Three people were killed and 20 injured in a gun and bomb attack in Thailand's Deep South on Monday, worsening the security situation in the insurgency-wracked region and threatening to derail peace talks scheduled for later this week.
The police said two bombs attached to motorcycles exploded simultaneously in two locations in Narathiwat province around midday. "The explosions killed one person and 11 people are seriously injured", said Narathiwat Police Maj. Gen. Patanawut Angkhanawin. "Nine others are being treated for minor injuries," he added.
According to the police, the two bombs were similar to explosive devices used in two attacks earlier this month.
This incident took place right before the proposed informal discussions between the Thai government and the local rebels this week.
Since February, a number of people were killed in attacks by suspected rebels and the latest incident has added to that total number of fatalities.
Amid rising tensions, Thai security forces raided a suspected insurgent hideout in the southern Pattani province in early February, stoking formidable reprisals from the militant groups. More than 30 people were killed in various atttacks in the region since then.
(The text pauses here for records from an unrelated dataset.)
//! Type-directed operation kernels.
//!
//! The kernels know nothing about registered unit specs: when two
//! dimensioned operands disagree, they ask the [`UnitCoercion`] seam for a
//! common format and fail with an incompatible-units error if none exists.
//! The interpreter implements the seam on top of the unit manager.

use std::fmt;

use crate::error::{Result, SymbolError};
use crate::value::{Number, Unit, Value, WithUnit};

/// Arithmetic operators.
#[derive(Clone, Copy, Debug, PartialEq, Eq)]
pub enum ArithOp {
    Add,
    Sub,
    Mul,
    Div,
    /// Right-associative `^`.
    Pow,
}

impl fmt::Display for ArithOp {
    fn fmt(&self, f: &mut fmt::Formatter<'_>) -> fmt::Result {
        let symbol = match self {
            ArithOp::Add => "+",
            ArithOp::Sub => "-",
            ArithOp::Mul => "*",
            ArithOp::Div => "/",
            ArithOp::Pow => "^",
        };
        write!(f, "{symbol}")
    }
}

/// Comparison operators.
#[derive(Clone, Copy, Debug, PartialEq, Eq)]
pub enum CmpOp {
    Eq,
    Ne,
    Lt,
    Le,
    Gt,
    Ge,
}

impl fmt::Display for CmpOp {
    fn fmt(&self, f: &mut fmt::Formatter<'_>) -> fmt::Result {
        let symbol = match self {
            CmpOp::Eq => "==",
            CmpOp::Ne => "!=",
            CmpOp::Lt => "<",
            CmpOp::Le => "<=",
            CmpOp::Gt => ">",
            CmpOp::Ge => ">=",
        };
        write!(f, "{symbol}")
    }
}

/// Brings two dimensioned numbers to a common unit.
pub trait UnitCoercion {
    /// Returns both values expressed in one shared unit, or `None` when no
    /// conversion path exists.
    fn to_common(&self, left: &WithUnit, right: &WithUnit) -> Option<(WithUnit, WithUnit)>;
}

/// Coercion that only accepts identical units; used where no unit manager
/// is in play.
pub struct NoCoercion;

impl UnitCoercion for NoCoercion {
    fn to_common(&self, _left: &WithUnit, _right: &WithUnit) -> Option<(WithUnit, WithUnit)> {
        None
    }
}

/// Applies an arithmetic operator.
pub fn binary(op: ArithOp, lhs: &Value, rhs: &Value, units: &dyn UnitCoercion) -> Result<Value> {
    match (lhs, rhs) {
        (Value::Number(a), Value::Number(b)) => {
            let value = arith(op, a.value, b.value)?;
            Ok(Value::Number(Number::new(
                value,
                result_is_float(a.is_float, b.is_float, value),
            )))
        }

        // A scalar combined with a dimensioned operand takes on the
        // dimensioned side's unit; `number ^ unit-exponent` stays scalar.
        (Value::Number(a), Value::WithUnit(b)) => {
            let value = arith(op, a.value, b.value)?;
            let is_float = result_is_float(a.is_float, b.is_float, value);
            if op == ArithOp::Pow {
                Ok(Value::Number(Number::new(value, is_float)))
            } else {
                Ok(Value::WithUnit(WithUnit::new(
                    value,
                    is_float,
                    b.unit.clone(),
                )))
            }
        }
        (Value::WithUnit(a), Value::Number(b)) => {
            let value = arith(op, a.value, b.value)?;
            Ok(Value::WithUnit(WithUnit::new(
                value,
                result_is_float(a.is_float, b.is_float, value),
                a.unit.clone(),
            )))
        }

        (Value::WithUnit(a), Value::WithUnit(b)) => {
            let (a, b) = if a.unit == b.unit {
                (a.clone(), b.clone())
            } else if op == ArithOp::Pow {
                // `^` on two different units is an error outright; it is
                // never bridged by unit conversion.
                return Err(SymbolError::IncompatibleUnits {
                    left: a.unit.to_string(),
                    right: b.unit.to_string(),
                });
            } else {
                units
                    .to_common(a, b)
                    .ok_or_else(|| SymbolError::IncompatibleUnits {
                        left: a.unit.to_string(),
                        right: b.unit.to_string(),
                    })?
            };
            let value = arith(op, a.value, b.value)?;
            Ok(Value::WithUnit(WithUnit::new(
                value,
                result_is_float(a.is_float, b.is_float, value),
                a.unit,
            )))
        }

        (Value::Str(a), Value::Str(b)) if op == ArithOp::Add => Ok(Value::Str(format!("{a}{b}"))),

        _ => Err(invalid(op.to_string(), lhs, rhs)),
    }
}

/// Applies a comparison operator, yielding a Boolean.
pub fn compare(op: CmpOp, lhs: &Value, rhs: &Value, units: &dyn UnitCoercion) -> Result<Value> {
    // Numeric comparisons work across Number/NumberWithUnit; a scalar
    // compares against the dimensioned value directly.
    let numeric = match (lhs, rhs) {
        (Value::Number(a), Value::Number(b)) => Some((a.value, b.value)),
        (Value::Number(a), Value::WithUnit(b)) => Some((a.value, b.value)),
        (Value::WithUnit(a), Value::Number(b)) => Some((a.value, b.value)),
        (Value::WithUnit(a), Value::WithUnit(b)) => {
            if a.unit == b.unit {
                Some((a.value, b.value))
            } else {
                let (a, b) = units
                    .to_common(a, b)
                    .ok_or_else(|| SymbolError::IncompatibleUnits {
                        left: a.unit.to_string(),
                        right: b.unit.to_string(),
                    })?;
                Some((a.value, b.value))
            }
        }
        _ => None,
    };

    if let Some((a, b)) = numeric {
        let result = match op {
            CmpOp::Eq => a == b,
            CmpOp::Ne => a != b,
            CmpOp::Lt => a < b,
            CmpOp::Le => a <= b,
            CmpOp::Gt => a > b,
            CmpOp::Ge => a >= b,
        };
        return Ok(Value::Boolean(result));
    }

    // Equality is defined for same-type values and for null checks;
    // ordering is numeric-only.
    match op {
        CmpOp::Eq | CmpOp::Ne => {
            let same_type = lhs.type_equals(rhs)
                || matches!(lhs, Value::Null)
                || matches!(rhs, Value::Null)
                || matches!((lhs, rhs), (Value::Color(_), Value::Color(_)));
            if !same_type {
                return Err(invalid(op.to_string(), lhs, rhs));
            }
            let equal = lhs.equals(rhs);
            Ok(Value::Boolean(if op == CmpOp::Eq { equal } else { !equal }))
        }
        _ => Err(invalid(op.to_string(), lhs, rhs)),
    }
}

/// Unary minus; numeric operands only.
pub fn negate(value: &Value) -> Result<Value> {
    match value {
        Value::Number(n) => Ok(Value::Number(Number::new(-n.value, n.is_float))),
        Value::WithUnit(n) => Ok(Value::WithUnit(WithUnit::new(
            -n.value,
            n.is_float,
            n.unit.clone(),
        ))),
        other => Err(SymbolError::InvalidOperands {
            op: "-".to_string(),
            lhs: other.type_name(),
            rhs: String::new(),
        }),
    }
}

/// Logical `!`; requires a Boolean.
pub fn logical_not(value: &Value) -> Result<Value> {
    match value {
        Value::Boolean(b) => Ok(Value::Boolean(!b)),
        other => Err(SymbolError::TypeMismatch {
            expected: "Boolean".to_string(),
            found: other.type_name(),
        }),
    }
}

fn arith(op: ArithOp, lhs: f64, rhs: f64) -> Result<f64> {
    match op {
        ArithOp::Add => Ok(lhs + rhs),
        ArithOp::Sub => Ok(lhs - rhs),
        ArithOp::Mul => Ok(lhs * rhs),
        ArithOp::Div => {
            if rhs == 0.0 {
                Err(SymbolError::DivisionByZero)
            } else {
                Ok(lhs / rhs)
            }
        }
        ArithOp::Pow => Ok(lhs.powf(rhs)),
    }
}

/// Integer printability survives any operation whose inputs were integers
/// and whose result is whole.
fn result_is_float(lhs_float: bool, rhs_float: bool, result: f64) -> bool {
    lhs_float || rhs_float || result.fract() != 0.0
}

fn invalid(op: String, lhs: &Value, rhs: &Value) -> SymbolError {
    SymbolError::InvalidOperands {
        op,
        lhs: lhs.type_name(),
        rhs: rhs.type_name(),
    }
}

/// Convenience for building unit tags in tests and conversions.
pub fn unit(keyword: &str) -> Unit {
    Unit::new(keyword)
}

#[cfg(test)]
mod tests {
    use super::*;
    use proptest::prelude::*;

    fn px(v: f64) -> Value {
        Value::with_unit(v, false, "px")
    }

    #[test]
    fn test_number_arithmetic() {
        let v = binary(ArithOp::Add, &Value::int(1.0), &Value::int(2.0), &NoCoercion).unwrap();
        assert_eq!(v.render(), "3");

        let v = binary(ArithOp::Pow, &Value::int(2.0), &Value::int(10.0), &NoCoercion).unwrap();
        assert_eq!(v.render(), "1024");
    }

    #[test]
    fn test_integer_division_stays_integer() {
        let v = binary(ArithOp::Div, &Value::int(6.0), &Value::int(2.0), &NoCoercion).unwrap();
        assert_eq!(v, Value::int(3.0));

        let v = binary(ArithOp::Div, &Value::int(7.0), &Value::int(2.0), &NoCoercion).unwrap();
        assert_eq!(v, Value::float(3.5));
    }

    #[test]
    fn test_division_by_zero() {
        assert_eq!(
            binary(ArithOp::Div, &Value::int(1.0), &Value::int(0.0), &NoCoercion),
            Err(SymbolError::DivisionByZero)
        );
    }

    #[test]
    fn test_scalar_adopts_unit() {
        let v = binary(ArithOp::Mul, &Value::int(16.0), &px(2.0), &NoCoercion).unwrap();
        assert_eq!(v.render(), "32px");

        let v = binary(ArithOp::Add, &px(16.0), &Value::int(8.0), &NoCoercion).unwrap();
        assert_eq!(v.render(), "24px");
    }

    #[test]
    fn test_same_unit_addition() {
        let v = binary(ArithOp::Add, &px(1.0), &px(2.0), &NoCoercion).unwrap();
        assert_eq!(v.render(), "3px");
    }

    #[test]
    fn test_incompatible_units() {
        let em = Value::with_unit(1.0, false, "em");
        assert!(matches!(
            binary(ArithOp::Add, &px(1.0), &em, &NoCoercion),
            Err(SymbolError::IncompatibleUnits { .. })
        ));
    }

    #[test]
    fn test_coercion_seam_is_consulted() {
        struct EmToPx;
        impl UnitCoercion for EmToPx {
            fn to_common(&self, left: &WithUnit, right: &WithUnit) -> Option<(WithUnit, WithUnit)> {
                let scale = |n: &WithUnit| {
                    let value = if n.unit.as_str() == "em" {
                        n.value * 16.0
                    } else {
                        n.value
                    };
                    WithUnit::new(value, n.is_float, unit("px"))
                };
                Some((scale(left), scale(right)))
            }
        }

        let em = Value::with_unit(1.0, false, "em");
        let v = binary(ArithOp::Add, &px(4.0), &em, &EmToPx).unwrap();
        assert_eq!(v.render(), "20px");
    }

    #[test]
    fn test_pow_preserves_unit_on_dimensioned_base() {
        let v = binary(ArithOp::Pow, &px(3.0), &Value::int(2.0), &NoCoercion).unwrap();
        assert_eq!(v.render(), "9px");
    }

    #[test]
    fn test_pow_with_two_units_errors() {
        let em = Value::with_unit(2.0, false, "em");
        assert!(matches!(
            binary(ArithOp::Pow, &px(2.0), &em, &NoCoercion),
            Err(SymbolError::IncompatibleUnits { .. })
        ));
    }

    #[test]
    fn test_pow_never_consults_the_coercion_seam() {
        // A seam that would happily convert; `^` must still reject the
        // mismatch without asking it.
        struct AlwaysPx;
        impl UnitCoercion for AlwaysPx {
            fn to_common(&self, left: &WithUnit, right: &WithUnit) -> Option<(WithUnit, WithUnit)> {
                Some((
                    WithUnit::new(left.value, left.is_float, unit("px")),
                    WithUnit::new(right.value, right.is_float, unit("px")),
                ))
            }
        }

        let em = Value::with_unit(2.0, false, "em");
        assert!(matches!(
            binary(ArithOp::Pow, &px(2.0), &em, &AlwaysPx),
            Err(SymbolError::IncompatibleUnits { .. })
        ));
        // The same seam still serves the additive operators.
        let sum = binary(ArithOp::Add, &px(1.0), &em, &AlwaysPx).unwrap();
        assert_eq!(sum.render(), "3px");
    }

    #[test]
    fn test_string_concatenation() {
        let v = binary(
            ArithOp::Add,
            &Value::str("a"),
            &Value::str("b"),
            &NoCoercion,
        )
        .unwrap();
        assert_eq!(v, Value::str("ab"));

        assert!(binary(ArithOp::Mul, &Value::str("a"), &Value::str("b"), &NoCoercion).is_err());
    }

    #[test]
    fn test_string_plus_number_errors() {
        assert!(matches!(
            binary(ArithOp::Add, &Value::str("a"), &Value::int(1.0), &NoCoercion),
            Err(SymbolError::InvalidOperands { .. })
        ));
    }

    #[test]
    fn test_numeric_comparison() {
        let v = compare(CmpOp::Gt, &px(21.0), &px(20.0), &NoCoercion).unwrap();
        assert_eq!(v, Value::Boolean(true));

        let v = compare(CmpOp::Le, &Value::int(2.0), &px(3.0), &NoCoercion).unwrap();
        assert_eq!(v, Value::Boolean(true));
    }

    #[test]
    fn test_equality_on_strings_and_null() {
        let v = compare(
            CmpOp::Eq,
            &Value::str("a"),
            &Value::str("a"),
            &NoCoercion,
        )
        .unwrap();
        assert_eq!(v, Value::Boolean(true));

        let v = compare(CmpOp::Ne, &Value::str("a"), &Value::Null, &NoCoercion).unwrap();
        assert_eq!(v, Value::Boolean(true));
    }

    #[test]
    fn test_ordering_on_strings_errors() {
        assert!(matches!(
            compare(CmpOp::Lt, &Value::str("a"), &Value::str("b"), &NoCoercion),
            Err(SymbolError::InvalidOperands { .. })
        ));
    }

    #[test]
    fn test_mismatched_comparison_errors() {
        assert!(matches!(
            compare(CmpOp::Eq, &Value::str("a"), &Value::Boolean(true), &NoCoercion),
            Err(SymbolError::InvalidOperands { .. })
        ));
    }

    #[test]
    fn test_negate() {
        assert_eq!(negate(&px(3.0)).unwrap().render(), "-3px");
        assert_eq!(negate(&Value::int(3.0)).unwrap().render(), "-3");
        assert!(negate(&Value::str("x")).is_err());
    }

    #[test]
    fn test_logical_not_requires_boolean() {
        assert_eq!(
            logical_not(&Value::Boolean(true)).unwrap(),
            Value::Boolean(false)
        );
        assert!(logical_not(&Value::int(1.0)).is_err());
    }

    proptest! {
        /// Scaling a dimensioned value by a scalar preserves its unit, on
        /// both sides of the operator.
        #[test]
        fn unit_propagates_through_scaling(n in -1e6f64..1e6, u in 1e-3f64..1e3) {
            let scalar = Value::float(n);
            let sized = Value::with_unit(u, true, "rem");
            for (lhs, rhs) in [(&scalar, &sized), (&sized, &scalar)] {
                let v = binary(ArithOp::Mul, lhs, rhs, &NoCoercion).unwrap();
                match v {
                    Value::WithUnit(out) => prop_assert_eq!(out.unit.as_str(), "rem"),
                    other => return Err(TestCaseError::fail(format!("expected unit, got {other:?}"))),
                }
            }
        }
    }
}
In another attack on Monday, two rubber farmers, Hamdee Tolupoh and Unu Talae, were killed in a roadside shooting in nearby Yala province. This incident took place while they were transporting logs from Ban Mai to Yala town. The police said that the shooters used military-style weapons.
Thamrong Kirativirotekul, a shop-owner, said that he had noticed a suspicious person parking his motorcycle and leaving with someone else on another bike. He had immediately informed the police about this. "The bomb exploded a minute later", he added.
Doubts about the expected discussion
According to BenarNews, one of the most significant points in the discussion will be about the violence linked to the conflict in the Deep South which is predominantly a Muslim and Malay-speaking region. This violence has claimed more than 6,500 lives since the decades-long insurgency flared up in 2004.
Monday's violence muddled the prospects of the Malayasia-brokered peace talks which are expected to happen later this week. Thailand's ruling junta, which seized power in May 2014, has been continuously trying to persuade various rebel groups to reopen formal peace talks for the first time since December 2014.
In an interview with BenarNews, Srisompob Jitpiromsri, director of regional think-tank Deep South Watch expressed pessimism regarding the upcoming discussion which might be followed by the removal of a key negotiator from the Thai delegation.
Prime Minister Prayuth Chan-o-cha said Army Lt. Gen. Nakrob Boonbuathong, who was involved in the negotiations since 2013, was last week removed from the team as part of a routine reassignment of duties.
Srisompob told BenarNews: "Nakrob was the man who clinched the terms of reference (ToR) that were agreed upon and accepted by both sides. Now he is not there and we don't know whether any ToR contents were changed at all."
He also referred to an umbrella body which represents the southern rebel groups at the negotiations table and said, "And if there were some changes, we don't know if MARA Patani can accept that."